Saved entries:

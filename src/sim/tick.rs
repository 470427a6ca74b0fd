//! Fixed timestep simulation tick
//!
//! One tick moves the creature one cell and applies the capture rules.
//! A tick is atomic: all state mutations happen here, and the caller only
//! reacts to the returned outcome.

use rand::Rng;

use super::creature::StepKind;
use super::events::GameEvent;
use super::state::{Cell, ItemTier, RunPhase, SimulationState};
use crate::color;
use crate::settings::Settings;

/// Terminal collision details
#[derive(Debug, Clone)]
pub struct Collapse {
    /// Cell the head tried to enter
    pub at: Cell,
    /// Body segments at the moment of impact, head first
    pub segments: Vec<Cell>,
}

/// What happened during one tick
#[derive(Debug, Clone, Default)]
pub struct TickOutcome {
    pub events: Vec<GameEvent>,
    /// Item consumed this tick (cell, tier, combo)
    pub consumed: Option<(Cell, ItemTier, u32)>,
    pub collapse: Option<Collapse>,
}

/// Advance the run by one tick. No-op unless the run is `Running`.
pub fn tick<R: Rng + ?Sized>(
    state: &mut SimulationState,
    settings: &Settings,
    now_ms: f64,
    rng: &mut R,
) -> TickOutcome {
    let mut outcome = TickOutcome::default();
    if state.phase != RunPhase::Running {
        return outcome;
    }

    state.time_ticks += 1;

    let head = state.creature.move_head();
    let kind = if head == state.item.cell {
        StepKind::Grow
    } else {
        StepKind::Step
    };

    if let Some(cause) = state.creature.collision(head, kind) {
        state.phase = RunPhase::GameOver;
        let segments = state.creature.collapse();
        log::info!(
            "Run over at ({}, {}) by {:?}: score {}, level {}",
            head.x,
            head.y,
            cause,
            state.score,
            state.level
        );
        outcome.events.push(GameEvent::Collision { cell: head, cause });
        outcome.collapse = Some(Collapse { at: head, segments });
        return outcome;
    }

    match kind {
        StepKind::Step => state.creature.step(head),
        StepKind::Grow => {
            state.creature.grow(head);
            consume(state, settings, now_ms, head, &mut outcome);
            state.respawn_item(settings.placement_attempts, rng, &mut outcome.events);
        }
    }

    outcome
}

fn consume(
    state: &mut SimulationState,
    settings: &Settings,
    now_ms: f64,
    head: Cell,
    outcome: &mut TickOutcome,
) {
    let tier = state.item.tier;
    let combo = state.combo.register(now_ms, settings.combo_window_ms);

    match tier {
        ItemTier::Plain => {}
        ItemTier::TierA => {
            state.special_captures += 1;
            state.tint = color::TIER_A;
        }
        ItemTier::TierB => {
            state.special_captures += 1;
            state.tint = color::TIER_B;
        }
    }
    state.score += 1;

    outcome.events.push(GameEvent::ItemConsumed {
        cell: head,
        tier,
        combo,
        score: state.score,
    });
    outcome.consumed = Some((head, tier, combo));

    if state.score.is_multiple_of(settings.captures_per_level.max(1)) {
        state.level += 1;
        state.speed = (state.speed + settings.speed_step_per_level)
            .clamp(crate::consts::MIN_SPEED, crate::consts::MAX_SPEED);
        log::info!("Level {} reached, speed {:.2}x", state.level, state.speed);
        outcome.events.push(GameEvent::LevelUp {
            level: state.level,
            speed: state.speed,
        });
    }
}

#[cfg(test)]
mod tests {
    use super::*;
    use crate::sim::events::CollisionCause;
    use crate::sim::state::{Direction, Item};
    use glam::IVec2;
    use rand::SeedableRng;
    use rand_pcg::Pcg32;

    fn running_state(seed: u64) -> (SimulationState, Settings, Pcg32) {
        let settings = Settings::default();
        let mut rng = Pcg32::seed_from_u64(seed);
        let (mut state, _) = SimulationState::new(&settings, &mut rng);
        state.phase = RunPhase::Running;
        (state, settings, rng)
    }

    fn put_item_ahead(state: &mut SimulationState, tier: ItemTier) -> Cell {
        let head = state.creature.head().unwrap_or(IVec2::ZERO);
        let cell = head + state.creature.queued().delta();
        state.item = Item {
            cell,
            tier,
            color: None,
        };
        cell
    }

    #[test]
    fn test_tick_ignored_unless_running() {
        let (mut state, settings, mut rng) = running_state(1);
        state.phase = RunPhase::Paused;
        let before: Vec<_> = state.creature.body().iter().copied().collect();
        let outcome = tick(&mut state, &settings, 0.0, &mut rng);
        assert!(outcome.events.is_empty());
        assert_eq!(state.time_ticks, 0);
        assert_eq!(
            state.creature.body().iter().copied().collect::<Vec<_>>(),
            before
        );
    }

    #[test]
    fn test_ordinary_tick_keeps_length() {
        let (mut state, settings, mut rng) = running_state(2);
        state.item.cell = IVec2::new(1, 1);
        let outcome = tick(&mut state, &settings, 0.0, &mut rng);
        assert!(outcome.consumed.is_none());
        assert_eq!(state.creature.len(), 3);
        assert_eq!(state.creature.head(), Some(IVec2::new(6, 10)));
    }

    #[test]
    fn test_capture_grows_scores_and_respawns() {
        let (mut state, settings, mut rng) = running_state(3);
        let cell = put_item_ahead(&mut state, ItemTier::Plain);

        let outcome = tick(&mut state, &settings, 100.0, &mut rng);
        assert_eq!(state.creature.len(), 4);
        assert_eq!(state.score, 1);
        assert_eq!(state.combo.count, 1);
        assert_eq!(outcome.consumed, Some((cell, ItemTier::Plain, 1)));
        assert_ne!(state.item.cell, cell);
        assert!(!state.creature.occupies(state.item.cell));
        assert!(
            outcome
                .events
                .iter()
                .any(|e| matches!(e, GameEvent::ItemSpawned { .. }))
        );
    }

    #[test]
    fn test_next_item_tier_follows_score() {
        let (mut state, settings, mut rng) = running_state(4);
        state.score = 6;
        put_item_ahead(&mut state, ItemTier::Plain);
        tick(&mut state, &settings, 0.0, &mut rng);
        // Capture #7 done, the next item is capture #8
        assert_eq!(state.score, 7);
        assert_eq!(state.item.tier, ItemTier::TierA);
    }

    #[test]
    fn test_tiered_capture_tints_and_counts() {
        let (mut state, settings, mut rng) = running_state(5);
        put_item_ahead(&mut state, ItemTier::TierB);
        tick(&mut state, &settings, 0.0, &mut rng);
        assert_eq!(state.special_captures, 1);
        assert_eq!(state.tint, color::TIER_B);
    }

    #[test]
    fn test_level_up_every_four_captures() {
        let (mut state, settings, mut rng) = running_state(6);
        state.score = 3;
        put_item_ahead(&mut state, ItemTier::Plain);
        let outcome = tick(&mut state, &settings, 0.0, &mut rng);
        assert_eq!(state.level, 2);
        assert!((state.speed - 1.1).abs() < 1e-6);
        assert!(
            outcome
                .events
                .iter()
                .any(|e| matches!(e, GameEvent::LevelUp { level: 2, .. }))
        );
    }

    #[test]
    fn test_combo_chain_within_window() {
        let (mut state, settings, mut rng) = running_state(7);
        put_item_ahead(&mut state, ItemTier::Plain);
        tick(&mut state, &settings, 1000.0, &mut rng);
        put_item_ahead(&mut state, ItemTier::Plain);
        tick(&mut state, &settings, 1500.0, &mut rng);
        assert_eq!(state.combo.count, 2);
        put_item_ahead(&mut state, ItemTier::Plain);
        tick(&mut state, &settings, 9000.0, &mut rng);
        assert_eq!(state.combo.count, 1);
    }

    #[test]
    fn test_wall_collision_ends_run() {
        let (mut state, settings, mut rng) = running_state(8);
        state.item.cell = IVec2::new(1, 1);
        state.creature.set_direction(Direction::Down);
        let mut last = TickOutcome::default();
        for _ in 0..settings.tile_count {
            last = tick(&mut state, &settings, 0.0, &mut rng);
            if state.phase == RunPhase::GameOver {
                break;
            }
        }
        assert_eq!(state.phase, RunPhase::GameOver);
        let collapse = last.collapse.expect("collapse reported");
        assert_eq!(collapse.segments.len(), 3);
        assert_eq!(collapse.at.y, settings.tile_count);
        assert!(matches!(
            last.events[0],
            GameEvent::Collision {
                cause: CollisionCause::Wall,
                ..
            }
        ));
        assert!(state.creature.is_collapsed());

        // Further ticks do nothing
        let after = tick(&mut state, &settings, 0.0, &mut rng);
        assert!(after.events.is_empty());
    }

    #[test]
    fn test_growth_monotonic_over_run() {
        let (mut state, settings, mut rng) = running_state(9);
        for i in 0..200 {
            if i % 3 == 0 {
                put_item_ahead(&mut state, ItemTier::Plain);
            }
            if i % 7 == 0 {
                let dir = Direction::ALL[i % 4];
                state.creature.set_direction(dir);
            }
            let before = state.creature.len();
            tick(&mut state, &settings, i as f64 * 150.0, &mut rng);
            assert!(state.creature.len() >= before);
            if state.phase == RunPhase::GameOver {
                break;
            }
        }
    }

    #[test]
    fn test_collision_tick_keeps_body() {
        let (mut state, settings, mut rng) = running_state(10);
        state.item.cell = IVec2::new(1, 1);
        state.creature.set_direction(Direction::Down);
        let mut collapse = None;
        for _ in 0..=settings.tile_count {
            let before: Vec<_> = state.creature.body().iter().copied().collect();
            let outcome = tick(&mut state, &settings, 0.0, &mut rng);
            assert!(state.creature.len() >= before.len());
            if let Some(c) = outcome.collapse {
                // The body is frozen where it stood at impact
                assert_eq!(
                    state.creature.body().iter().copied().collect::<Vec<_>>(),
                    before
                );
                assert_eq!(c.segments, before);
                collapse = Some(c);
                break;
            }
        }
        assert!(collapse.is_some());
        assert_eq!(state.creature.len(), 3);
    }
}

What is required:
Restate word for word the lines above, beginning at the first one and ending at the line that carries "use rand::Rng;".

Written solution:
filename src/sim/tick.rs
repository 470427a6ca74b0fd
//! Fixed timestep simulation tick
//!
//! One tick moves the creature one cell and applies the capture rules.
//! A tick is atomic: all state mutations happen here, and the caller only
//! reacts to the returned outcome.

use rand::Rng;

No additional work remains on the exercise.